Opinion
No. C 03-00635 JW.
September 8, 2005
ORDER DENYING PETITION FOR WRIT OF HABEAS CORPUS
I. INTRODUCTION
Petitioner filed a petition for a writ of habeas corpus under 28 U.S.C. § 2254, challenging her prison sentence under the California Three Strikes rule. Petitioner claims: (1) her sentence constitutes cruel and unusual punishment in violation of the Eighth Amendment, and (2) her counsel was ineffective for failing to request that the sentencing court reduce her two admitted wobbler offenses to misdemeanors.
II. BACKGROUND
A. Factual Background:
Petitioner was born in 1966 to parents who were both heroin addicts. Petitioner herself was born an addict and evidence suggests that all her criminal behavior was a direct result of her drug habits and those of the men with whom she was involved. At the age of fifteen, she bore a daughter who was later molested by her then husband. The husband was subsequently convicted of child molestation and in light of Petitioner's drug addiction, Child Protective Services took her daughter away from her. In 1989, Petitioner was convicted of three counts of burglary. Following these convictions, Petitioner was placed on probation and ordered to the Athena House residential drug treatment program. However she was terminated from Athena House for non attendance. Thereafter, she tested positive for methamphetamine and absconded from probation. She was committed to the California Rehabilitation Center (CRC) and subsequently paroled on outpatient status. In 1993 Petitioner was again arrested on a burglary charge and ordered to complete a Delancey Street residential treatment program but absconded after five months. She was incarcerated in the county jail, from which she escaped. She was arrested again five months later and served three and a half years of a twelve year, four month term before being paroled. Her parole was revoked three times in sixteen months due to absconding, drug possession, and/or failure to follow parole instructions.

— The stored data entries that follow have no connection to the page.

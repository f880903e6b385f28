//! RPC method registry.
//!
//! Maps JSON-RPC method names onto the store and retrieval components.
//! Wire formats use stable field names; unknown symbols and files come
//! back as structured results, not transport errors.

use super::rpc;
use super::sessions::SessionManager;
use crate::config::Settings;
use crate::retrieval::{HybridRetriever, HybridSearchResult, SearchMode, read_range};
use crate::semantic::EmbeddingEngine;
use crate::storage::{IndexStore, SymbolFilter};
use crate::types::Symbol;
use crate::watcher::AccessTracker;
use serde_json::{Value, json};
use std::path::PathBuf;
use std::sync::Arc;

pub const METHOD_NAMES: &[&str] = &[
    "get_symbol",
    "find_symbol",
    "search",
    "hybrid_search",
    "read_file",
    "read_range",
    "index_stats",
    "create_session",
    "close_session",
    "list_methods",
];

pub struct MethodRegistry {
    settings: Arc<Settings>,
    store: Arc<IndexStore>,
    embedder: Option<Arc<dyn EmbeddingEngine>>,
    project_root: PathBuf,
    sessions: Arc<SessionManager>,
    /// Per-file access counts feeding hot-blueprint regeneration.
    access: Arc<AccessTracker>,
}

type MethodError = (i64, String);

impl MethodRegistry {
    pub fn new(
        settings: Arc<Settings>,
        store: Arc<IndexStore>,
        embedder: Option<Arc<dyn EmbeddingEngine>>,
        project_root: PathBuf,
        sessions: Arc<SessionManager>,
        access: Arc<AccessTracker>,
    ) -> Self {
        Self {
            settings,
            store,
            embedder,
            project_root,
            sessions,
            access,
        }
    }

    /// Dispatch one call; errors map onto JSON-RPC error codes.
    pub fn dispatch(&self, method: &str, params: Option<&Value>) -> Result<Value, MethodError> {
        let params = params.cloned().unwrap_or_else(|| json!({}));

        // Session-tagged requests bump their session's activity.
        if let Some(session_id) = params.get("session_id").and_then(Value::as_str) {
            self.sessions.touch(session_id, Some(method));
        }

        match method {
            "get_symbol" | "find_symbol" => self.get_symbol(&params),
            "search" | "hybrid_search" => self.search(&params),
            "read_file" => self.read_file(&params),
            "read_range" => self.read_range(&params),
            "index_stats" => self.index_stats(),
            "create_session" => self.create_session(&params),
            "close_session" => self.close_session(&params),
            "list_methods" => Ok(json!({
                "methods": METHOD_NAMES,
                "count": METHOD_NAMES.len(),
            })),
            unknown => Err((
                rpc::METHOD_NOT_FOUND,
                format!("Method not found: {unknown}"),
            )),
        }
    }

    fn get_symbol(&self, params: &Value) -> Result<Value, MethodError> {
        let name = require_str(params, "name")?;
        let file_filter = params.get("file").and_then(Value::as_str);

        let mut matches = self
            .store
            .sqlite
            .query_symbols(&SymbolFilter {
                name: Some(name),
                ..Default::default()
            })
            .map_err(internal)?;
        if let Some(filter) = file_filter {
            matches.retain(|s| s.file_path.contains(filter));
        }

        for symbol in &matches {
            self.access.record(&symbol.file_path);
        }

        if matches.is_empty() {
            // Prefix/substring name search gives the caller something to
            // correct toward.
            let similar = self
                .store
                .sqlite
                .search_symbol_names(name, 5)
                .map_err(internal)?;
            return Ok(json!({
                "found": false,
                "symbol": name,
                "matches": [],
                "similar": similar.iter().map(symbol_to_wire).collect::<Vec<_>>(),
            }));
        }
        Ok(json!({
            "found": true,
            "symbol": name,
            "primary": symbol_to_wire(&matches[0]),
            "matches": matches.iter().map(symbol_to_wire).collect::<Vec<_>>(),
            "count": matches.len(),
        }))
    }

    fn search(&self, params: &Value) -> Result<Value, MethodError> {
        let query = require_str(params, "query")?;
        let mode = params
            .get("mode")
            .and_then(Value::as_str)
            .unwrap_or(&self.settings.retrieval.default_mode)
            .to_string();
        let mode = SearchMode::parse(&mode)
            .ok_or_else(|| (rpc::INVALID_PARAMS, format!("unknown mode '{mode}'")))?;
        let top_k = params
            .get("top_k")
            .and_then(Value::as_u64)
            .unwrap_or(self.settings.retrieval.final_top_k as u64) as usize;

        let retriever = HybridRetriever::new(
            self.settings.clone(),
            self.store.clone(),
            self.embedder.clone(),
        );
        let results = retriever.search(query, mode, top_k).map_err(internal)?;

        Ok(json!({
            "query": query,
            "mode": mode,
            "count": results.len(),
            "results": results.iter().map(search_result_to_wire).collect::<Vec<_>>(),
        }))
    }

    fn read_file(&self, params: &Value) -> Result<Value, MethodError> {
        let file = require_str(params, "file")?;
        self.access.record(file);
        let path = self.project_root.join(file);
        if !path.exists() {
            return Ok(json!({
                "found": false,
                "file": file,
                "error": "File not found",
            }));
        }

        if let Some(lines) = params.get("lines").and_then(Value::as_array) {
            if lines.len() != 2 {
                return Err((
                    rpc::INVALID_PARAMS,
                    "lines must be [start, end]".to_string(),
                ));
            }
            let start = lines[0].as_u64().unwrap_or(1) as u32;
            let end = lines[1].as_u64().unwrap_or(start as u64) as u32;
            let snippet = read_range(&path, start, end, 0, false);
            return Ok(json!({
                "found": true,
                "file": file,
                "line_start": snippet.start_line,
                "line_end": snippet.end_line,
                "content": snippet.content,
            }));
        }

        let content = std::fs::read_to_string(&path)
            .map_err(|e| (rpc::FILE_NOT_FOUND, e.to_string()))?;
        Ok(json!({
            "found": true,
            "file": file,
            "content": content,
        }))
    }

    fn read_range(&self, params: &Value) -> Result<Value, MethodError> {
        let file = require_str(params, "file")?;
        self.access.record(file);
        let start = params
            .get("start")
            .and_then(Value::as_u64)
            .ok_or_else(|| missing("start"))? as u32;
        let end = params
            .get("end")
            .and_then(Value::as_u64)
            .ok_or_else(|| missing("end"))? as u32;
        let padding = params.get("padding").and_then(Value::as_u64).unwrap_or(0) as u32;
        let skeleton = params
            .get("skeleton")
            .and_then(Value::as_bool)
            .unwrap_or(false);

        let path = self.project_root.join(file);
        if !path.exists() {
            return Ok(json!({
                "found": false,
                "file": file,
                "error": "File not found",
            }));
        }
        let snippet = read_range(&path, start, end, padding, skeleton);
        Ok(json!({
            "found": true,
            "file": file,
            "line_start": snippet.start_line,
            "line_end": snippet.end_line,
            "content": snippet.content,
        }))
    }

    fn index_stats(&self) -> Result<Value, MethodError> {
        let stats = self.store.sqlite.get_stats().map_err(|e| {
            (rpc::INDEX_ERROR, e.to_string())
        })?;
        Ok(json!({
            "total_files": stats.total_files,
            "total_symbols": stats.total_symbols,
            "symbol_kinds": stats.symbol_kinds,
            "average_symbols_per_file": stats.average_symbols_per_file,
        }))
    }

    fn create_session(&self, params: &Value) -> Result<Value, MethodError> {
        let session_id = params
            .get("agent_id")
            .and_then(Value::as_str)
            .map(str::to_string)
            .unwrap_or_else(|| format!("session-{}", std::process::id()));
        let session = self.sessions.create(&session_id);
        Ok(json!({
            "session_id": session.session_id,
            "created_at": session.created_at,
        }))
    }

    fn close_session(&self, params: &Value) -> Result<Value, MethodError> {
        let session_id = require_str(params, "session_id")?;
        let closed = self.sessions.close(session_id);
        Ok(json!({
            "session_id": session_id,
            "closed": closed,
        }))
    }
}

fn symbol_to_wire(symbol: &Symbol) -> Value {
    let mut wire = json!({
        "name": symbol.name,
        "type": symbol.kind.as_str(),
        "file": symbol.file_path,
        "line_start": symbol.start_line,
        "line_end": symbol.end_line,
    });
    if let Some(signature) = &symbol.signature {
        wire["signature"] = json!(signature);
    }
    if let Some(parent) = &symbol.parent_class {
        wire["parent_class"] = json!(parent);
    }
    if let Some(return_type) = &symbol.return_type {
        wire["return_type"] = json!(return_type);
    }
    if let Some(parameters) = &symbol.parameters {
        wire["parameters"] = json!(parameters);
    }
    wire
}

fn search_result_to_wire(result: &HybridSearchResult) -> Value {
    json!({
        "rank": result.rank,
        "score": result.hybrid_score,
        "symbol": result.symbol.name,
        "type": result.symbol.kind.as_str(),
        "file": result.symbol.file_path,
        "line_start": result.symbol.start_line,
        "line_end": result.symbol.end_line,
        "match_type": result.match_type.as_str(),
    })
}

fn require_str<'a>(params: &'a Value, key: &str) -> Result<&'a str, MethodError> {
    params
        .get(key)
        .and_then(Value::as_str)
        .ok_or_else(|| missing(key))
}

fn missing(key: &str) -> MethodError {
    (
        rpc::INVALID_PARAMS,
        format!("Missing required parameter: {key}"),
    )
}

fn internal(e: crate::error::CerberusError) -> MethodError {
    (rpc::INTERNAL_ERROR, e.to_string())
}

Petitioner considered herself an alcoholic, drinking daily, although her parole forbade doing so. She began inhaling methamphetamine at the age of eighteen and her use escalated to daily injections of ½ gram. She was never able to abstain from illicit drug use when released from custody. Petitioner was granted parole after serving a portion of the sentence imposed on her for multiple burglaries and escape from lawful custody. Among the conditions of parole were routine status meetings and regular drug testing.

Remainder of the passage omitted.